Hellmuth’s math was just a bit off. And by “a bit,” we mean by a lot. Holz was still a big chip leader with 81 million chips against Bonomo’s 54 million. In the Poker Brat’s defense, “a bit” is a relative term, or something like that.

Big One for One Drop Final Table Results

Justin Bonomo (USA) $10 million

Fedor Holz (USA) $6 million

Dan Smith (USA) $4 million

Rick Salomon (USA) $2.84 million

Byron Kaverman (USA) $2 million)

David Einhorn (USA) $0*

*Einhorn was the official bubble.

There were 27 total entries.

Hand of the Day

A bit of controversy struck when the former Mr. Pamela Anderson, Rick Salomon, exposed a card after going all-in while Holz pondered his move.

Hands

Fedor Holz 10♠10♣

Rick Salomon A♥K♥

Byron Kaverman A♣5♣

Kaverman open shoved all-in from under the gun for 8,025,000 and got called by Holz, who was seated directly to his left. Salomon then jammed for 26.9 million, leaving Fedor with a tough decision.

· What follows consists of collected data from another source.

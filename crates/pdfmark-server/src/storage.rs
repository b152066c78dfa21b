//! Public file storage on the local disk.

use std::io;
use std::path::{Path, PathBuf};
use tokio::fs;
use unicode_normalization::UnicodeNormalization;
use unicode_normalization::char::is_combining_mark;

pub const PDF_DIR: &str = "pdfs";
pub const ANNOTATED_DIR: &str = "annotated";

/// Files written under `root`, published under `<public_base_url>/storage/`.
#[derive(Debug, Clone)]
pub struct Storage {
    root: PathBuf,
    public_base_url: String,
}

impl Storage {
    pub fn new(root: impl Into<PathBuf>, public_base_url: impl Into<String>) -> Self {
        Self {
            root: root.into(),
            public_base_url: public_base_url.into(),
        }
    }

    pub fn root(&self) -> &Path {
        &self.root
    }

    /// Write `bytes` to `dir/name`, creating `dir` if needed.
    /// Returns the public URL of the stored file.
    pub async fn put(&self, dir: &str, name: &str, bytes: &[u8]) -> io::Result<String> {
        let dir_path = self.root.join(dir);
        fs::create_dir_all(&dir_path).await?;
        fs::write(dir_path.join(name), bytes).await?;
        Ok(self.public_url(dir, name))
    }

    pub fn public_url(&self, dir: &str, name: &str) -> String {
        format!("{}/storage/{}/{}", self.public_base_url, dir, name)
    }
}

/// ASCII slug with `_` as separator: accents folded, lowercased, runs of
/// anything else collapsed into one separator, no leading or trailing `_`.
pub fn slug(input: &str) -> String {
    let mut out = String::with_capacity(input.len());
    let mut pending_separator = false;
    for c in input.nfkd().filter(|c| !is_combining_mark(*c)) {
        if c.is_ascii_alphanumeric() {
            if pending_separator && !out.is_empty() {
                out.push('_');
            }
            pending_separator = false;
            out.push(c.to_ascii_lowercase());
        } else {
            pending_separator = true;
        }
    }
    out
}

/// `<slug>_<unix-seconds>`
pub fn timestamped(base: &str, unix_seconds: i64) -> String {
    let slug = slug(base);
    if slug.is_empty() {
        unix_seconds.to_string()
    } else {
        format!("{}_{}", slug, unix_seconds)
    }
}

/// File name without its last extension.
pub fn file_stem(name: &str) -> &str {
    Path::new(name)
        .file_stem()
        .and_then(|s| s.to_str())
        .unwrap_or(name)
}

#[cfg(test)]
mod tests {
    use super::*;

    #[test]
    fn test_slug() {
        assert_eq!(slug("My Report (final)"), "my_report_final");
        assert_eq!(slug("  Café  Menü "), "cafe_menu");
        assert_eq!(slug("already_slugged"), "already_slugged");
        assert_eq!(slug("---"), "");
    }

    #[test]
    fn test_timestamped() {
        assert_eq!(timestamped("Report 2024", 1700000000), "report_2024_1700000000");
        assert_eq!(timestamped("???", 5), "5");
    }

    #[test]
    fn test_file_stem() {
        assert_eq!(file_stem("report.final.pdf"), "report.final");
        assert_eq!(file_stem("noext"), "noext");
    }

    #[tokio::test]
    async fn test_put_creates_directory() {
        let dir = tempfile::tempdir().unwrap();
        let storage = Storage::new(dir.path(), "http://host");
        let url = storage.put(PDF_DIR, "a_1.pdf", b"%PDF").await.unwrap();
        assert_eq!(url, "http://host/storage/pdfs/a_1.pdf");
        assert_eq!(std::fs::read(dir.path().join("pdfs/a_1.pdf")).unwrap(), b"%PDF");
    }
}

While Holz, who would have been left with crumbs if he called and lost the hand to Salomon, contemplated his move, Salomon either accidentally or intentionally exposed his Ace. It’s unclear if he did it on purpose or not.

Tournament Director Jack Effel ruled that Salomon must leave his card face-up even though it wasn’t clear if Holz had seen the card, a decision some on social media criticized.

After getting free information about the strength of Salomon’s hand, Holz knew he was only beat if his opponent had another Ace in the hole so he made the call.

The board ran out A♦K♠2♣Q♣ and just as a giddy Salomon relaxed in his seat, the 10♦ binked on the river to send him to the rail along with Kaverman.

Surpassing Kid Poker

With the $10 million he won in the One Drop, Bonomo is now the all-time winningest live tournament player with $42,979,593 in earnings, surpassing Daniel Negreanu ($39,656,197). Holz moves into 4th place at $32,550,886, also behind Erik Seidel ($34,575,437).

Negreanu was rooting for Bonomo to win.

“I’ve been in that spot for the majority of my poker career and it feels like time to stop hanging on to it,” Kid Poker wrote on Twitter before the final session of the One Drop began.

“ZeeJustin” set another record on Tuesday. The $24.9 million he’s won so far in 2018 is a single-year record, surpassing the $16 million won by Holz in 2016.

Bonomo also won his second bracelet of the summer – the first for $185,965 in the $10,000 Heads-Up Championship event – to go along with the $5 million he won prior to the start of the WSOP for scooping the Super High Roller Bowl.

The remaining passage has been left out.